**WHAT YOU SHOULD DO:**
Among the entries, find the lines with the string "NonZeroUsize" and report them.

**DATASET ENTRIES:**
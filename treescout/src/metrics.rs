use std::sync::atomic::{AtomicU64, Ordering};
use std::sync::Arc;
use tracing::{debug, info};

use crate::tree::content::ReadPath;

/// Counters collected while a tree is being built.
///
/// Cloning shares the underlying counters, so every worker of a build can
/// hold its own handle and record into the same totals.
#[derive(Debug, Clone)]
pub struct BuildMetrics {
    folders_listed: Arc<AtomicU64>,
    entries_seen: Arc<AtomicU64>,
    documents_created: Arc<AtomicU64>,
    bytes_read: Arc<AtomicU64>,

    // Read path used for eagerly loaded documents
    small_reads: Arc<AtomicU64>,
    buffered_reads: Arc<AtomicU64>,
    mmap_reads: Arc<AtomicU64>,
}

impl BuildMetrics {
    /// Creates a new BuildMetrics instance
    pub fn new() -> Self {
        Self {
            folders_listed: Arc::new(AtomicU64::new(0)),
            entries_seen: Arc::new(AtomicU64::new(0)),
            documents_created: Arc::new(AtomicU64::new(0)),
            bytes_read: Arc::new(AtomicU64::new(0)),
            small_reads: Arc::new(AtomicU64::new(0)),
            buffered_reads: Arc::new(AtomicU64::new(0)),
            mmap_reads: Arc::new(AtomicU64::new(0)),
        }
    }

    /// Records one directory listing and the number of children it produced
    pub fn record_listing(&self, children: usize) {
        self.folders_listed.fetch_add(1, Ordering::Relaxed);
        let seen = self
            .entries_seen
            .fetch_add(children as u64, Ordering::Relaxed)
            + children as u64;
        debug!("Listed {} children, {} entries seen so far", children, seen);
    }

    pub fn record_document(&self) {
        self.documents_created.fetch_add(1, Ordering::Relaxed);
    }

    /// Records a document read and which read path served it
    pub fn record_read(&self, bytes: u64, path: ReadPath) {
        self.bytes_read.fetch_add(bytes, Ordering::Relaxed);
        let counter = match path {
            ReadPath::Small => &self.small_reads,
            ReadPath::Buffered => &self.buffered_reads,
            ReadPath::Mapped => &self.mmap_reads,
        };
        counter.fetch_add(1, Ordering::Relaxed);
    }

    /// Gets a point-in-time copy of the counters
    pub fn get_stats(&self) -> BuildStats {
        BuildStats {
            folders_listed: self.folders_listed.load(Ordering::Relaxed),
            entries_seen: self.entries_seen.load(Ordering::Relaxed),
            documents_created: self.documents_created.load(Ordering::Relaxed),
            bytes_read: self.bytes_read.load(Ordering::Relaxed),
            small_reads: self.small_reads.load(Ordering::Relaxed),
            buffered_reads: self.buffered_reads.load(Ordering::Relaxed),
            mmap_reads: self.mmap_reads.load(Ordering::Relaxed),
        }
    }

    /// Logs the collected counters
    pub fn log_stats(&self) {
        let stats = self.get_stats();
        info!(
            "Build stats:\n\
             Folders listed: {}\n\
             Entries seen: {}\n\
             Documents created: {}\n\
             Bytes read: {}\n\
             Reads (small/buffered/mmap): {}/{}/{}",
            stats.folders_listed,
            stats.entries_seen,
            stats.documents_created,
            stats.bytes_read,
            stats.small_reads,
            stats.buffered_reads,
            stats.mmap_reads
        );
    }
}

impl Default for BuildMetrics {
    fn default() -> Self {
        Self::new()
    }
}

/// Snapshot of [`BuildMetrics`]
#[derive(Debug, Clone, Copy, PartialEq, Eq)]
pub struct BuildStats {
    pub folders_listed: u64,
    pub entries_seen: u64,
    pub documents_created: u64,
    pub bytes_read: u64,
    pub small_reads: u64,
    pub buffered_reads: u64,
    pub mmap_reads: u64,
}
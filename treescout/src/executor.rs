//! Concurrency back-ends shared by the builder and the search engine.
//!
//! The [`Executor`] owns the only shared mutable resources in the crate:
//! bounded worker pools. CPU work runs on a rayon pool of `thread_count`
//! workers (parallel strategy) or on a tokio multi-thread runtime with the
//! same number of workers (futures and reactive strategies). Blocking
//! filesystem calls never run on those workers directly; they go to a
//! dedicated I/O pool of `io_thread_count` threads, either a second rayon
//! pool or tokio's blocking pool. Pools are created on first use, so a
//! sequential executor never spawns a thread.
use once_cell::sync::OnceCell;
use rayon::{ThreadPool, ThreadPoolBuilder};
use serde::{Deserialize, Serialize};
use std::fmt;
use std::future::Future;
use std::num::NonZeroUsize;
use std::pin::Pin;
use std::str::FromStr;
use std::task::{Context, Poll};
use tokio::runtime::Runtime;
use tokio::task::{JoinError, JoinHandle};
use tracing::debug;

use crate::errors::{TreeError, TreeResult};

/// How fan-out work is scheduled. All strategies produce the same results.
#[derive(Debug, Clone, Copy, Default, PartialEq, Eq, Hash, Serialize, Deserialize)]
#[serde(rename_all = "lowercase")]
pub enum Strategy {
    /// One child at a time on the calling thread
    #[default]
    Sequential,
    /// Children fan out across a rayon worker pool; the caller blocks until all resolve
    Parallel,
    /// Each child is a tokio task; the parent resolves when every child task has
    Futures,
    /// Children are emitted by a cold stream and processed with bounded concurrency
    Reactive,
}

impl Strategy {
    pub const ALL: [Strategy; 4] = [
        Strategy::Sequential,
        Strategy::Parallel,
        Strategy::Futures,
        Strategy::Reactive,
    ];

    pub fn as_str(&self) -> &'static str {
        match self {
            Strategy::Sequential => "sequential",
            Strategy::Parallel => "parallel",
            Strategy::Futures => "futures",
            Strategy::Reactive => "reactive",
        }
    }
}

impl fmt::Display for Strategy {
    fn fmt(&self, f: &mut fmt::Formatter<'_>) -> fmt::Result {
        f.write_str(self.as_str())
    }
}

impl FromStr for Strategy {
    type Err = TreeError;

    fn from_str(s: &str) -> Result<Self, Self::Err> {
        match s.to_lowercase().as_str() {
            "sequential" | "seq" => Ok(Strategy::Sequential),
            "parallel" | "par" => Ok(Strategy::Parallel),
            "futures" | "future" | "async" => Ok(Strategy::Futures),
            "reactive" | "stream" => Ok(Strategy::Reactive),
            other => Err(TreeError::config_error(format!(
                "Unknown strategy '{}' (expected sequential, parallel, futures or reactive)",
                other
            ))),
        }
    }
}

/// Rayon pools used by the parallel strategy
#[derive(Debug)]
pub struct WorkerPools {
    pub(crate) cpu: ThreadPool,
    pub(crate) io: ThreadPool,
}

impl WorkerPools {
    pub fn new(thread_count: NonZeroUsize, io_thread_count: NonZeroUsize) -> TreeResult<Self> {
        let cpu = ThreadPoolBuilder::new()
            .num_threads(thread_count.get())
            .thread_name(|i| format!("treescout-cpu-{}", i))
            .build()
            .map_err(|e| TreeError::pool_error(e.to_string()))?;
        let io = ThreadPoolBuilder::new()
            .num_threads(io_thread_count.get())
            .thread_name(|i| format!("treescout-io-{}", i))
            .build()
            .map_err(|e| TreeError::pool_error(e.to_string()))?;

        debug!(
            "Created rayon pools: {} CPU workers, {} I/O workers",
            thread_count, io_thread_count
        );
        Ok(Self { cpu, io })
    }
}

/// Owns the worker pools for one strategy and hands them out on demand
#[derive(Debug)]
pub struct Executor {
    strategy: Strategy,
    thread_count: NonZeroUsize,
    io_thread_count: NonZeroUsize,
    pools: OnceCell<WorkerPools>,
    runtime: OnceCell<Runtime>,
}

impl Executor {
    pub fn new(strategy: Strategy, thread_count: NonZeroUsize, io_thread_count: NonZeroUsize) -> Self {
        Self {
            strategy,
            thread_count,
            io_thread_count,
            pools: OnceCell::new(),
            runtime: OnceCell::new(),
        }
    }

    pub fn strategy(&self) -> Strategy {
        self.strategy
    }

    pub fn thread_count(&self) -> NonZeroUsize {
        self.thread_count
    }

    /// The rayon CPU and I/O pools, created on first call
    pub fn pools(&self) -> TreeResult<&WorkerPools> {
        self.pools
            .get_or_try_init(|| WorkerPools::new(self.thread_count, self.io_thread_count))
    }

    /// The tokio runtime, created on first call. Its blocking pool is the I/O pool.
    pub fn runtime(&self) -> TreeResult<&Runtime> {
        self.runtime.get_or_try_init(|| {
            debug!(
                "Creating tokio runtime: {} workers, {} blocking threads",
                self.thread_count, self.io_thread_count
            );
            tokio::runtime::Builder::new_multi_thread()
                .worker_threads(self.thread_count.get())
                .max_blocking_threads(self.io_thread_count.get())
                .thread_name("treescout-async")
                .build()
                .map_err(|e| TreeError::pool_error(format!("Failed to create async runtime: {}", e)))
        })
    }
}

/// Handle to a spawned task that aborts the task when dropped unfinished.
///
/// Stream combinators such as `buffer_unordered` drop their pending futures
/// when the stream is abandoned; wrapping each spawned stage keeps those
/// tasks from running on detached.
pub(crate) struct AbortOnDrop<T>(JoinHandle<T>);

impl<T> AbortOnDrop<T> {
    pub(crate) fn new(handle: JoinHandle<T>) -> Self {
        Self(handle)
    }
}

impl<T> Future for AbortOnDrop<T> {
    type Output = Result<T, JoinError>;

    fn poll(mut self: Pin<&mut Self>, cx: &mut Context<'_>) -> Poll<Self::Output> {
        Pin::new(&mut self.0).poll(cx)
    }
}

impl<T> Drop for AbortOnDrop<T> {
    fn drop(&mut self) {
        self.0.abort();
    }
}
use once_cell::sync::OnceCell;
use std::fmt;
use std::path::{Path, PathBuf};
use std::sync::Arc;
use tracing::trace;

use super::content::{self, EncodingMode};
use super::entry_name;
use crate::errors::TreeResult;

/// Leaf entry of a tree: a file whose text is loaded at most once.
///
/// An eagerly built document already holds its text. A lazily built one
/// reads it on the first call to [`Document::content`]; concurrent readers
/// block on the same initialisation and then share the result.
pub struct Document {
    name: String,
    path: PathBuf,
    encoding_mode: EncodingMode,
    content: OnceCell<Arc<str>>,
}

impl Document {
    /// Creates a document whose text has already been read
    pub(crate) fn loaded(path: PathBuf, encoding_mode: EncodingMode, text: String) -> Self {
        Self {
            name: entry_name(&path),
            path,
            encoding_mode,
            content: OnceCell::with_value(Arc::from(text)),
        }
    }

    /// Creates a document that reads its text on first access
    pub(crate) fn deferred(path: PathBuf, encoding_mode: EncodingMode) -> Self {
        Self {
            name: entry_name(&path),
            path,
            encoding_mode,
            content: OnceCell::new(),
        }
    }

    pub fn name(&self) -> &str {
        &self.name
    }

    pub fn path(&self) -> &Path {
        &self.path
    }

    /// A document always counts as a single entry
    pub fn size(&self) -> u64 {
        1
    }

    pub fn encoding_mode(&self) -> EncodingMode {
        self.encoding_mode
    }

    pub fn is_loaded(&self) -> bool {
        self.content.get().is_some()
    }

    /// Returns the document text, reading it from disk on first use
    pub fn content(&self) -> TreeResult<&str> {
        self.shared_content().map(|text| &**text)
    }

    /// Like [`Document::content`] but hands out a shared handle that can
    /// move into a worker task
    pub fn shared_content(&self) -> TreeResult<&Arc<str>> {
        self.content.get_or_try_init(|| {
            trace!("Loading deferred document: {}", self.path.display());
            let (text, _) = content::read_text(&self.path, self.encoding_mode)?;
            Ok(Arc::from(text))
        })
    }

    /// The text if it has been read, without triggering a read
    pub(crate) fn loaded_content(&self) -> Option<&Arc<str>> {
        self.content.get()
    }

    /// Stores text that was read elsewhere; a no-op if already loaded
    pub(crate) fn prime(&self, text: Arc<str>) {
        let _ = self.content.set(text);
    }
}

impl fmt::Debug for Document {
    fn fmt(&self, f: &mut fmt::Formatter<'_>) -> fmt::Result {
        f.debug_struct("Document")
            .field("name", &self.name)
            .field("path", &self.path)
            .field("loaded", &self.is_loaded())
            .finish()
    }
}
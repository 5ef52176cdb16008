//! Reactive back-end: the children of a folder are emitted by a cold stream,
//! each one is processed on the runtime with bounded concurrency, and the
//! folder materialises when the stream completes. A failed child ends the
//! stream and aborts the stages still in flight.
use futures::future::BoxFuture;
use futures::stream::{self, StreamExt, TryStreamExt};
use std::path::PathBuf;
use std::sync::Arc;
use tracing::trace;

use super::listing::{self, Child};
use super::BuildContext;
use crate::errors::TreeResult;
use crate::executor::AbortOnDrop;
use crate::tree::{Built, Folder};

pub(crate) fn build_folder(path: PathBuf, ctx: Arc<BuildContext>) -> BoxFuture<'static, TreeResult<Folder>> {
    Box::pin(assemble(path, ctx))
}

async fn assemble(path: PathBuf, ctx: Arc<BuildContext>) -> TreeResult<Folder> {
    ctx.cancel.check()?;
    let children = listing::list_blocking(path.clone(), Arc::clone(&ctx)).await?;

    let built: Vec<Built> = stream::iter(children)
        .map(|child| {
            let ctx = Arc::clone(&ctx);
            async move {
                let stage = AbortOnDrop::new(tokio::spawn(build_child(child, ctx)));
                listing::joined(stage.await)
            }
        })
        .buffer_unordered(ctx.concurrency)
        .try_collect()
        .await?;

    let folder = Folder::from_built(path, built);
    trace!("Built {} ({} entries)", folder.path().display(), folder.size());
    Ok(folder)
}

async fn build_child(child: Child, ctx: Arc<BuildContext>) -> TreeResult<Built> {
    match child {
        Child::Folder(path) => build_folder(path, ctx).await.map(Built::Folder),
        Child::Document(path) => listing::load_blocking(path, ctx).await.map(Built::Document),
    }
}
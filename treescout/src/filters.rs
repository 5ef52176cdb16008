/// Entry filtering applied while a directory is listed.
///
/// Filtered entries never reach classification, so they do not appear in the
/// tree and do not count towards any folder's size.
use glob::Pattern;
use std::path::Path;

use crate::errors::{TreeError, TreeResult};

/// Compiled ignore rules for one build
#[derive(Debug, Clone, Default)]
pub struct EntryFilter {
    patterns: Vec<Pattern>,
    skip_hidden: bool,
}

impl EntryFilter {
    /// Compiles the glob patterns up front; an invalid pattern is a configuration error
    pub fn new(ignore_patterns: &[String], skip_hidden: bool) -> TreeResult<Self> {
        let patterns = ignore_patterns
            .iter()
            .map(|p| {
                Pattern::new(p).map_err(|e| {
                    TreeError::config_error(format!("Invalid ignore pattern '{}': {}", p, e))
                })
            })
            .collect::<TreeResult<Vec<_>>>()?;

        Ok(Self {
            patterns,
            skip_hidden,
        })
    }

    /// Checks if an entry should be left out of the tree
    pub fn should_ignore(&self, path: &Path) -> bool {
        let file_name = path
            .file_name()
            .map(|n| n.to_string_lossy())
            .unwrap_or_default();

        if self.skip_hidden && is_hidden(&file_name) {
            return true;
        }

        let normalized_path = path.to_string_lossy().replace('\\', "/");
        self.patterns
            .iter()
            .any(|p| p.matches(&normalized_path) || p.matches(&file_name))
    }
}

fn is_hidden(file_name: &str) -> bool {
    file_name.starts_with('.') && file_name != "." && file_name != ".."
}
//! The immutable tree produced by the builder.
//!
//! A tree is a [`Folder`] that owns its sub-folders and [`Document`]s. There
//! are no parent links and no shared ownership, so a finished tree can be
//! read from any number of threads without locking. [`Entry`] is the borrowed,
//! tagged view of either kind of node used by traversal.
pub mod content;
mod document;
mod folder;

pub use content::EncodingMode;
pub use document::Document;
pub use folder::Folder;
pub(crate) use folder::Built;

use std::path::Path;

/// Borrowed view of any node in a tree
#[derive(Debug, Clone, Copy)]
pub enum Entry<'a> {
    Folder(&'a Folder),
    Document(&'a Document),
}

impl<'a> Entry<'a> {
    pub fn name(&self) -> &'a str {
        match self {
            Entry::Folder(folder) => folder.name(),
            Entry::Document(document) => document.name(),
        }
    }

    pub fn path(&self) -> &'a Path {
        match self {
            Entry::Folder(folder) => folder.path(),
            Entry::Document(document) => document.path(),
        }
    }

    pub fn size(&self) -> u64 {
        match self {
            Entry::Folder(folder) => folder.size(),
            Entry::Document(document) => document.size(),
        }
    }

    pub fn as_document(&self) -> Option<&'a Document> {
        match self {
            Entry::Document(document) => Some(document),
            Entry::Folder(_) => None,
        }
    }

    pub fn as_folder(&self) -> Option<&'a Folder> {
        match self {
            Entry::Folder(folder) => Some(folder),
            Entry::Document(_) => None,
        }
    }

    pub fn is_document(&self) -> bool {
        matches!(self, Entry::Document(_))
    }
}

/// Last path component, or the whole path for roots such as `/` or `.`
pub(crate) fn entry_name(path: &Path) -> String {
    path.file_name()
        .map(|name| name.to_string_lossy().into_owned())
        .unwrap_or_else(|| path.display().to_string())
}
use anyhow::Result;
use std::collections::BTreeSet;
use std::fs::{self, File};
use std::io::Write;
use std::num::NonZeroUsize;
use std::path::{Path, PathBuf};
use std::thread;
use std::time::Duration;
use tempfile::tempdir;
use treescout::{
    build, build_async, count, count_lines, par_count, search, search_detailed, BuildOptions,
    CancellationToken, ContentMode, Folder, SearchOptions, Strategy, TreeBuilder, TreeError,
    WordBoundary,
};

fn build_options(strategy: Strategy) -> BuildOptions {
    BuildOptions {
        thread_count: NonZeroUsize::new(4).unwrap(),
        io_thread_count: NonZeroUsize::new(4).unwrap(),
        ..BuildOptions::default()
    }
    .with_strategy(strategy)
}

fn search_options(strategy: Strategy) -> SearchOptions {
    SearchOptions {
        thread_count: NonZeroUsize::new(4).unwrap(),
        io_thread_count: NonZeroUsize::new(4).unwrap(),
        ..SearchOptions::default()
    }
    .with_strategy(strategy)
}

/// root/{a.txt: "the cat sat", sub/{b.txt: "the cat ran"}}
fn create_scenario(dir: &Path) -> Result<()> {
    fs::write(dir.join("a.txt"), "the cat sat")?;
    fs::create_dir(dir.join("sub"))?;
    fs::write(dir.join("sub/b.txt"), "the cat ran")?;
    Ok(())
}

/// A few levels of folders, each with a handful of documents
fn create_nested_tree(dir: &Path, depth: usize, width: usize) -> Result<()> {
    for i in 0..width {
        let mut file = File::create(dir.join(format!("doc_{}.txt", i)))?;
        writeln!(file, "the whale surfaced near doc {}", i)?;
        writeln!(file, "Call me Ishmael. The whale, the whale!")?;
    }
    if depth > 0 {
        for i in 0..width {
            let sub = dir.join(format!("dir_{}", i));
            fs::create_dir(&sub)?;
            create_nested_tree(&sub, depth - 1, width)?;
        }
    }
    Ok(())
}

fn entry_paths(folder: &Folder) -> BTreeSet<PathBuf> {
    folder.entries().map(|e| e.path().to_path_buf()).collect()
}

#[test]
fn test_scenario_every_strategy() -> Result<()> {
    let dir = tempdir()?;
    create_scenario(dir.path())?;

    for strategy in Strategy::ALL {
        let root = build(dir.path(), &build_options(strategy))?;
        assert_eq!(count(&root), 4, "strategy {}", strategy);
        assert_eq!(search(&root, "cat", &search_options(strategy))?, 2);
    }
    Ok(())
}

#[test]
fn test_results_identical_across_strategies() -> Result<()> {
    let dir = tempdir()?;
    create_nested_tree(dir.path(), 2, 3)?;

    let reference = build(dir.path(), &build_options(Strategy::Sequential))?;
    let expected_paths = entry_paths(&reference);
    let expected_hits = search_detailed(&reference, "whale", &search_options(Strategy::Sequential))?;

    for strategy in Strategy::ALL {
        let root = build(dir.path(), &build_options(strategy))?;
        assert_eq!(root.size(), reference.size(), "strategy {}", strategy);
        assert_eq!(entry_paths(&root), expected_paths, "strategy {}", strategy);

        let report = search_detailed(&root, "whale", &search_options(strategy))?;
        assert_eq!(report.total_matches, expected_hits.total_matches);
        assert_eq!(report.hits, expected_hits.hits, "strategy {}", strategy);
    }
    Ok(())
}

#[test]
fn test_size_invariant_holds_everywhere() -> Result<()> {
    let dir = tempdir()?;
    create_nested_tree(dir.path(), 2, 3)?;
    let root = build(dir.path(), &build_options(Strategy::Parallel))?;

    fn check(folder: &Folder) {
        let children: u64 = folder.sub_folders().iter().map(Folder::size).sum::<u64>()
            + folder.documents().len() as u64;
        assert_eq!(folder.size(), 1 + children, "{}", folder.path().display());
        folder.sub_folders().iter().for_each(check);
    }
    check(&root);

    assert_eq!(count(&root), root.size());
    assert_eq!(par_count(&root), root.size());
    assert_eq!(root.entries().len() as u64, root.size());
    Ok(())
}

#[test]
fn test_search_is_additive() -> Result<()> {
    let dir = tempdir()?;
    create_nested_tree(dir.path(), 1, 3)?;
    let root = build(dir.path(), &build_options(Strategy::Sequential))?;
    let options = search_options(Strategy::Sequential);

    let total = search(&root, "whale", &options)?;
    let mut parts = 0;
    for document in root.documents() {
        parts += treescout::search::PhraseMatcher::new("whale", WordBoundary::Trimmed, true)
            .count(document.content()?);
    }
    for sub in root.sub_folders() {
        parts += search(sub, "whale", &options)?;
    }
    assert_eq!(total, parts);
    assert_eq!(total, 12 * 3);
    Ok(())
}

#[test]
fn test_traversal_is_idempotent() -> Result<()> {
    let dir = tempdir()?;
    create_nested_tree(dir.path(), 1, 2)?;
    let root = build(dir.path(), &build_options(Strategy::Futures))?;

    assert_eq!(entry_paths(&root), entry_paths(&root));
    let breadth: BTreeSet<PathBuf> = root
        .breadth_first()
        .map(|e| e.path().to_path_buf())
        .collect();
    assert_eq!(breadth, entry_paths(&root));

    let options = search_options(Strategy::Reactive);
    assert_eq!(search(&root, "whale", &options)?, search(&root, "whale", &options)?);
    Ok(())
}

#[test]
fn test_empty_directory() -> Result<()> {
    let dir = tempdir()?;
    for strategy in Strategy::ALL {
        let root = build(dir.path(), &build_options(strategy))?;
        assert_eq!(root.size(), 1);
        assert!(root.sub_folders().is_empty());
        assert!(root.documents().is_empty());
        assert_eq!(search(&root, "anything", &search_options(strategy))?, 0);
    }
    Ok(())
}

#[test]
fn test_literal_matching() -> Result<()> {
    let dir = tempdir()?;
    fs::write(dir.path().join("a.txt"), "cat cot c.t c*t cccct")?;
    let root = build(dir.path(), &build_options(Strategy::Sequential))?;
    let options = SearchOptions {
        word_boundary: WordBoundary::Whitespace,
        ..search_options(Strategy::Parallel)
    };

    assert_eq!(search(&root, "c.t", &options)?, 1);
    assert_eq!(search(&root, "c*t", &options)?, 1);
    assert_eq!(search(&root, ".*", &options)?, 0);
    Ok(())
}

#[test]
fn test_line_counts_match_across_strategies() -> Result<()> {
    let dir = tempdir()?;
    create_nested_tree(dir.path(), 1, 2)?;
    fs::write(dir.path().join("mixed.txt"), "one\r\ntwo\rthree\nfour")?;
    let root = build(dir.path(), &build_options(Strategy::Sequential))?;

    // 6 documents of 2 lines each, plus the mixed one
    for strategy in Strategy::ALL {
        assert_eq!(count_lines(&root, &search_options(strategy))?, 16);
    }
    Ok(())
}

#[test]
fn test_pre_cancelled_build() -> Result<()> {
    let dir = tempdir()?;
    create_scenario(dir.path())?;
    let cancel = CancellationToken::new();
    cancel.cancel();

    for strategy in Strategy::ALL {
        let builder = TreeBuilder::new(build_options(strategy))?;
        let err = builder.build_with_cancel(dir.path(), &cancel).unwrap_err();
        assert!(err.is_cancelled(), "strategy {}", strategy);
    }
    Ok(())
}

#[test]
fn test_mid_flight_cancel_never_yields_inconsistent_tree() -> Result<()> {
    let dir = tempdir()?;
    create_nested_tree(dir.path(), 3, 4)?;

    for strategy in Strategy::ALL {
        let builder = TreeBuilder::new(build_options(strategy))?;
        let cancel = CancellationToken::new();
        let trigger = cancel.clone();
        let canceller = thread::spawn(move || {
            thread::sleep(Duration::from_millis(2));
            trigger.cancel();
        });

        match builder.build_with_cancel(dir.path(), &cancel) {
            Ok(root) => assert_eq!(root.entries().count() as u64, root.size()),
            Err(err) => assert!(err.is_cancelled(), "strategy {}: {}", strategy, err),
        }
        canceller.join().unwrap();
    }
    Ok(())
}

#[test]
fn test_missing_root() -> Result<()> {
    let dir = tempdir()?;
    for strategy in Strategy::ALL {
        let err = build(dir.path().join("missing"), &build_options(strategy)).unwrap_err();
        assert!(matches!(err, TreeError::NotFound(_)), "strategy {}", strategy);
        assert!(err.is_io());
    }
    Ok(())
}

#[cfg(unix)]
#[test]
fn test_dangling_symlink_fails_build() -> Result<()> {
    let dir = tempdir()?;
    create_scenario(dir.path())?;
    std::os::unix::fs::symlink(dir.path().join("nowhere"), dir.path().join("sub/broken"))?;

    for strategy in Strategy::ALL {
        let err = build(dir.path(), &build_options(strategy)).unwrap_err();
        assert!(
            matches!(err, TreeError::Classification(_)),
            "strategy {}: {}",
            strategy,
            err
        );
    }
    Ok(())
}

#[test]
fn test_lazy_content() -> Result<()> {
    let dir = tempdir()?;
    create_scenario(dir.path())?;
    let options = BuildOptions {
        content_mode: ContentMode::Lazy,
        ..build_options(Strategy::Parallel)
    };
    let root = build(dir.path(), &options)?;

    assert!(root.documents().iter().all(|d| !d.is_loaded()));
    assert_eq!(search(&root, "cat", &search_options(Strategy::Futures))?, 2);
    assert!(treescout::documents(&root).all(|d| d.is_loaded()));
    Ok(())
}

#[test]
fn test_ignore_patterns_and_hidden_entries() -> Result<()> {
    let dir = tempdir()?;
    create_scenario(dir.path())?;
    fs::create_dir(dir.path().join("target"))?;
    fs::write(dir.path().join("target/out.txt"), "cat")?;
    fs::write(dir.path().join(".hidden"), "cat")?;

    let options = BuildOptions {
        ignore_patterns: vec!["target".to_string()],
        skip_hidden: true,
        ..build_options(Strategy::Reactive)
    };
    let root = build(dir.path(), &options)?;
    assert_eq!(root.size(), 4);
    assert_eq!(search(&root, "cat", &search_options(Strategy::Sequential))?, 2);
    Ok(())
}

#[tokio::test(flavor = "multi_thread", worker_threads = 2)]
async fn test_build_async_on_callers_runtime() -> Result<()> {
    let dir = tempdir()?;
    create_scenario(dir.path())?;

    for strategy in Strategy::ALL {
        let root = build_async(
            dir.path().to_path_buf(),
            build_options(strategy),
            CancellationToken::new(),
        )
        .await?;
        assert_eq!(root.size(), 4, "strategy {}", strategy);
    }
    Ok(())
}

**ANSWER TO THE PROBLEM:**
use std::num::NonZeroUsize;
    pub fn new(thread_count: NonZeroUsize, io_thread_count: NonZeroUsize) -> TreeResult<Self> {
    thread_count: NonZeroUsize,
    io_thread_count: NonZeroUsize,
    pub fn new(strategy: Strategy, thread_count: NonZeroUsize, io_thread_count: NonZeroUsize) -> Self {
    pub fn thread_count(&self) -> NonZeroUsize {
use std::num::NonZeroUsize;
        thread_count: NonZeroUsize::new(4).unwrap(),
        io_thread_count: NonZeroUsize::new(4).unwrap(),
        thread_count: NonZeroUsize::new(4).unwrap(),
        io_thread_count: NonZeroUsize::new(4).unwrap(),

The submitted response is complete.